今年3月末で所属事務所を円満退社し、本名の藤原史織でフリーとして活動している元お笑い芸人のブルゾンちえみさん(29)。4月からイタリアのローマに留学する予定だったが、新型コロナウイルスの感染拡大の影響で計画を当面延期。「来年4月にはローマに留学したい」と東京都内のワンルームマンションを拠点に留学準備を続ける。

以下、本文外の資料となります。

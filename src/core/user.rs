use std::{collections::BTreeMap, fmt};

use serde::{Serialize, Deserialize};

use crate::core::password::EncodedPassword;
use crate::core::transaction::{Amount, Transaction};

pub type UserName = String;

/// All accounts of a profile, keyed by case-sensitive username.
pub type UserMap = BTreeMap<UserName, UserRecord>;

#[derive(Clone, PartialEq, Serialize, Deserialize)]
pub struct UserRecord {
    pub password: EncodedPassword,
    pub balance: Amount,
    pub transactions: Vec<Transaction>
}

impl UserRecord {
    /// A fresh account holding `deposit`, recorded as its first credit.
    pub fn opened_with(password: EncodedPassword, deposit: Amount, date: &str) -> UserRecord {
        UserRecord {
            password,
            balance: deposit,
            transactions: vec![Transaction::credit(deposit, date, "Initial deposit")]
        }
    }

    /// Balance implied by the transaction history alone.
    pub fn replayed_balance(&self) -> Amount {
        self.transactions.iter().map(Transaction::signed_amount).sum()
    }
}

impl fmt::Debug for UserRecord {
    fn fmt(&self, f: &mut fmt::Formatter<'_>) -> fmt::Result {
        write!(f, "UserRecord {} ({} transactions)", self.balance, self.transactions.len())
    }
}

/// Row of the admin listing.
#[derive(Clone, PartialEq, Debug, Serialize)]
pub struct UserSummary {
    pub username: UserName,
    pub balance: Amount
}

impl fmt::Display for UserSummary {
    fn fmt(&self, f: &mut fmt::Formatter<'_>) -> fmt::Result {
        write!(f, "{}: {}", self.username, self.balance)
    }
}


#[cfg(test)]
mod tests {
    use super::*;

    #[test]
    fn opened_account_replays_to_balance() {
        let record = UserRecord::opened_with(EncodedPassword::encode("pw"), 4321.0, "today");
        assert_eq!(record.transactions.len(), 1);
        assert_eq!(record.replayed_balance(), 4321.0);
    }

    #[test]
    fn record_json_shape() {
        let record = UserRecord::opened_with(EncodedPassword::encode("pw"), 1000.0, "today");
        let value = serde_json::to_value(&record).unwrap();
        assert_eq!(value, serde_json::json!({
            "password": "cHc=",
            "balance": 1000.0,
            "transactions": [
                {"type": "credit", "amount": 1000.0, "date": "today", "desc": "Initial deposit"}
            ]
        }));
    }
}
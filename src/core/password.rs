//! Password obfuscation for stored user records.
//!
//! This is a reversible base64 encoding, NOT a hash. It only keeps
//! passwords from being readable at a glance in the profile file and
//! offers no protection whatsoever. Demo-only behaviour.

use base64::{engine::general_purpose::STANDARD, Engine as _};
use serde::{Serialize, Deserialize};

#[derive(Clone, PartialEq, Eq, Serialize, Deserialize)]
#[serde(transparent)]
pub struct EncodedPassword(String);

impl EncodedPassword {
    pub fn encode(plain: &str) -> EncodedPassword {
        EncodedPassword(STANDARD.encode(plain.as_bytes()))
    }

    pub fn matches(&self, plain: &str) -> bool {
        *self == EncodedPassword::encode(plain)
    }

    /// Recovers the original password, if the stored value decodes.
    pub fn decode(&self) -> Option<String> {
        let bytes = STANDARD.decode(&self.0).ok()?;
        String::from_utf8(bytes).ok()
    }

    pub fn as_str(&self) -> &str {
        &self.0
    }
}

impl std::fmt::Debug for EncodedPassword {
    fn fmt(&self, f: &mut std::fmt::Formatter<'_>) -> std::fmt::Result {
        write!(f, "EncodedPassword(..)")
    }
}
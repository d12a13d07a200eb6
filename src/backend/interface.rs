use thiserror::Error;

#[derive(Debug, Error)]
pub enum BackendError {
    #[error("failed to access profile file: {0}")]
    Io(#[from] std::io::Error),
    #[error("profile file is not a valid key-value map: {0}")]
    Format(#[from] serde_json::Error)
}

pub type Result<T> = std::result::Result<T, BackendError>;

/// String-keyed persistent storage scoped to a single profile.
///
/// Values are opaque strings; callers serialise whatever they keep
/// under a key. `set` replaces the previous value wholesale.
pub trait KeyValueStore {
    fn get(&self, key: &str) -> Result<Option<String>>;
    fn set(&mut self, key: &str, value: &str) -> Result<()>;
    fn remove(&mut self, key: &str) -> Result<()>;
}
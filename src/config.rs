use std::{fs, io, ops::RangeInclusive, path::{Path, PathBuf}};

use anyhow::{self, bail, Context};
use serde::{Serialize, Deserialize};

use crate::core::AdminGate;

pub const DEFAULT_CONFIG: &str = "resources/bank.toml";

#[derive(Debug, Clone, PartialEq, Serialize, Deserialize)]
#[serde(default)]
pub struct StorageConfig {
    /// Profile file holding the key-value store
    pub profile: PathBuf
}

impl Default for StorageConfig {
    fn default() -> Self {
        StorageConfig { profile: PathBuf::from("profile.json") }
    }
}

#[derive(Debug, Clone, Default, PartialEq, Serialize, Deserialize)]
#[serde(default)]
pub struct AdminConfig {
    /// Hex SHA-256 digest of the admin password
    pub password_sha256: Option<String>
}

#[derive(Debug, Clone, PartialEq, Serialize, Deserialize)]
#[serde(default)]
pub struct BankSettings {
    pub opening_balance_min: u32,
    pub opening_balance_max: u32
}

impl Default for BankSettings {
    fn default() -> Self {
        BankSettings { opening_balance_min: 1000, opening_balance_max: 9999 }
    }
}

#[derive(Debug, Clone, Default, PartialEq, Serialize, Deserialize)]
#[serde(default)]
pub struct AppConfig {
    pub storage: StorageConfig,
    pub admin: AdminConfig,
    pub bank: BankSettings
}

impl AppConfig {
    pub fn read(filepath: impl AsRef<Path>) -> anyhow::Result<Self> {
        let file_content = fs::read_to_string(&filepath)
            .with_context(|| format!("failed to read config file {}", filepath.as_ref().display()))?;
        Self::parse(&file_content)
    }

    pub fn parse(content: &str) -> anyhow::Result<Self> {
        let config: AppConfig = toml::from_str(content)
            .with_context(|| "failed to parse config file")?;
        config.validate()?;
        return Ok(config);
    }

    /// Reads `filepath` if given. Otherwise reads the default location,
    /// falling back to built-in settings when that file does not exist.
    pub fn load(filepath: Option<&Path>) -> anyhow::Result<Self> {
        if let Some(path) = filepath {
            return Self::read(path);
        }
        match fs::metadata(DEFAULT_CONFIG) {
            Ok(_) => Self::read(DEFAULT_CONFIG),
            Err(err) if err.kind() == io::ErrorKind::NotFound => {
                log::debug!("no {}, using built-in configuration", DEFAULT_CONFIG);
                Ok(Self::default())
            },
            Err(err) => Err(err).with_context(|| format!("failed to inspect {}", DEFAULT_CONFIG))
        }
    }

    fn validate(&self) -> anyhow::Result<()> {
        if self.bank.opening_balance_min > self.bank.opening_balance_max {
            bail!("opening_balance_min {} exceeds opening_balance_max {}",
                self.bank.opening_balance_min, self.bank.opening_balance_max);
        }
        if let Some(digest) = &self.admin.password_sha256 {
            AdminGate::from_hex_digest(digest)
                .with_context(|| "admin.password_sha256 is not a hex SHA-256 digest")?;
        }
        Ok(())
    }

    pub fn opening_balance(&self) -> RangeInclusive<u32> {
        self.bank.opening_balance_min..=self.bank.opening_balance_max
    }

    pub fn admin_gate(&self) -> anyhow::Result<AdminGate> {
        match &self.admin.password_sha256 {
            Some(digest) => AdminGate::from_hex_digest(digest)
                .with_context(|| "admin.password_sha256 is not a hex SHA-256 digest"),
            None => Ok(AdminGate::new(None))
        }
    }
}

「自分はふわふわした頑固者。不器用で中途半端な状態には我慢できない」「お笑い芸人は卒業するが、今後もエンタメにかかわる仕事には興味がある」と語る藤原さんに芸人時代の思い出、人生観やおしゃれ術、生い立ちなどを振り返ってもらった。インタビューを3回に分けて掲載する。
格好良くて笑えるビヨンセ、「そう来るか!」桃井かおりの名言
――「地球上に男は何人いると思ってるの?……35億」――。ブレークのきっかけは17年元日のテレビ番組「ぐるナイ!おもしろ荘」で披露したこんなお笑いネタでした。どうやって生まれたんですか。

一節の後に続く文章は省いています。